Warriors trained to kill become Texas police in just three weeks
Texas humorist Molly Ivins once said, “All anyone needs to enjoy the state Legislature is a strong stomach and a complete insensitivity to the needs of the people.”
The Texas Legislature proved in 2013 just how prescient she was when it passed Senate Bill 162, allowing military Special Forces personnel to become Texas peace officers with only three weeks of training — and that training can be online.
Not the 16 weeks the Texas Commission of Law Enforcement has determined is appropriate, not the six months of training the Houston Police Department requires of its officers.
Just 120 hours of training to carry a badge, a gun and the authority to stop, detain and arrest anyone they believe they should.
The Legislature basically said that highly trained combat personnel don’t need any significant law enforcement training and are otherwise fully qualified to police Texas communities.

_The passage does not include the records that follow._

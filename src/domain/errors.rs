//! Domain errors for the sleuth research engine.

use thiserror::Error;

use super::models::{SearchResult, SubtaskId};

/// Failure of an external collaborator (LLM or search provider).
#[derive(Debug, Clone, Error, PartialEq, Eq)]
pub enum CollaboratorError {
    /// Network failure, rate limiting or a server-side error. Callers may retry.
    #[error("Transient collaborator error: {0}")]
    Transient(String),

    /// The collaborator answered, but the output could not be used.
    #[error("Malformed collaborator output: {0}")]
    MalformedOutput(String),

    /// The collaborator refused the request (bad credentials, invalid request).
    #[error("Collaborator rejected request: {0}")]
    Rejected(String),
}

impl CollaboratorError {
    /// Returns true if retrying the same call may succeed.
    pub const fn is_transient(&self) -> bool {
        matches!(self, Self::Transient(_))
    }
}

/// Terminal failure of a single subtask.
#[derive(Debug, Clone, Error)]
pub enum SubtaskError {
    /// Every retry edge was taken and no usable answer exists.
    #[error("Subtask {subtask_id} exhausted {retries} retries without a usable answer: {reason}")]
    Exhausted {
        /// Subtask that gave up
        subtask_id: SubtaskId,
        /// Retry budget that ran out
        retries: u32,
        /// Last rejection reason
        reason: String,
        /// Everything accumulated before giving up
        partial_results: Vec<SearchResult>,
    },

    /// The run panicked or was cancelled.
    #[error("Subtask {subtask_id} aborted: {reason}")]
    Aborted {
        /// Subtask whose run ended abnormally
        subtask_id: SubtaskId,
        /// Panic message or cancellation cause
        reason: String,
    },
}

impl SubtaskError {
    /// Subtask the error belongs to.
    pub const fn subtask_id(&self) -> SubtaskId {
        match self {
            Self::Exhausted { subtask_id, .. } | Self::Aborted { subtask_id, .. } => *subtask_id,
        }
    }

    /// Search results gathered before the subtask gave up.
    pub fn partial_results(&self) -> &[SearchResult] {
        match self {
            Self::Exhausted {
                partial_results, ..
            } => partial_results,
            Self::Aborted { .. } => &[],
        }
    }
}

/// Errors that prevent the planner from producing any answer at all.
#[derive(Debug, Error)]
pub enum PlanningError {
    /// The question was blank after trimming.
    #[error("Question must not be empty")]
    EmptyQuestion,

    /// The decomposer failed; nothing was dispatched.
    #[error("Failed to decompose question: {0}")]
    Decomposition(#[source] CollaboratorError),

    /// Every subtask failed, in declaration order.
    #[error("All {} subtasks failed: {}", .0.len(), format_failures(.0))]
    AllSubtasksFailed(Vec<SubtaskError>),

    /// The final synthesizer failed after at least one subtask resolved.
    #[error("Failed to synthesize final answer: {0}")]
    Synthesis(#[source] CollaboratorError),
}

fn format_failures(failures: &[SubtaskError]) -> String {
    failures
        .iter()
        .map(ToString::to_string)
        .collect::<Vec<_>>()
        .join("; ")
}

/// Result of planner operations.
pub type PlanningResult<T> = Result<T, PlanningError>;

Basic academy training includes classes on professionalism and ethics, the Bill of Rights, racial profiling, multiculturalism and human relations, Spanish, use of force, professional driving, communication and problem solving, and crisis intervention.
Recognizing this as a basic level of training, Texas requires a minimum of 643 hours of formal instruction to start serving as an officer or deputy.
Many departments require extensive training beyond the state minimum. Yet the Texas Legislature has chosen to go in the opposite direction and create a dangerous exception to this basic, minimum requirement.
Senate Bill 162 allows Special Forces personnel such as Army Special Forces (Green Berets), Marine Force Recon, Air Force Pararescue or Navy SEALS to become police officers with only three weeks of training.
For some reason, Texas politicians believed that completing a 120-hour supplemental peace officer course that only focuses on penal, traffic and family statutes was enough to make someone a qualified peace officer if they had extensive combat training.
Basically, they were saying that warriors trained to kill in combat are already highly qualified to be peace officers.
From warrior to peace officer in three weeks. How ironic — and wrong.
That supplemental peace officer course was designed to allow an experienced deputy whose license had lapsed to be relicensed.
It was not created to take a sailor trained in parachuting and reconnaissance techniques and turn him into a police officer doing traffic stops.
And it was not designed to turn an Air Force Pararescue medic trained to recover downed fighter pilots from behind enemy lines into a deputy responsible for investigating a high school fight on a Friday night.
Yet that is what day-to-day policing is all about.
In failing to require the formal basic police officer academy program for these combat warriors, legislators have done an injustice to the people they are supposed to serve — as well as to the veterans unknowingly being put into harm’s way.
Do Special Forces personnel have skills valuable to policing? Of course.
And organizations often hire expertise. If they investigate white-collar crime, they hire accountants. If they need pilots for their air fleet, they recruit experienced ones.
But they also send them through the basic academy program if they are going to give them the authority to lock people up for the rest of their lives, let alone kill them.
Three weeks studying the penal code doesn’t make a peace officer.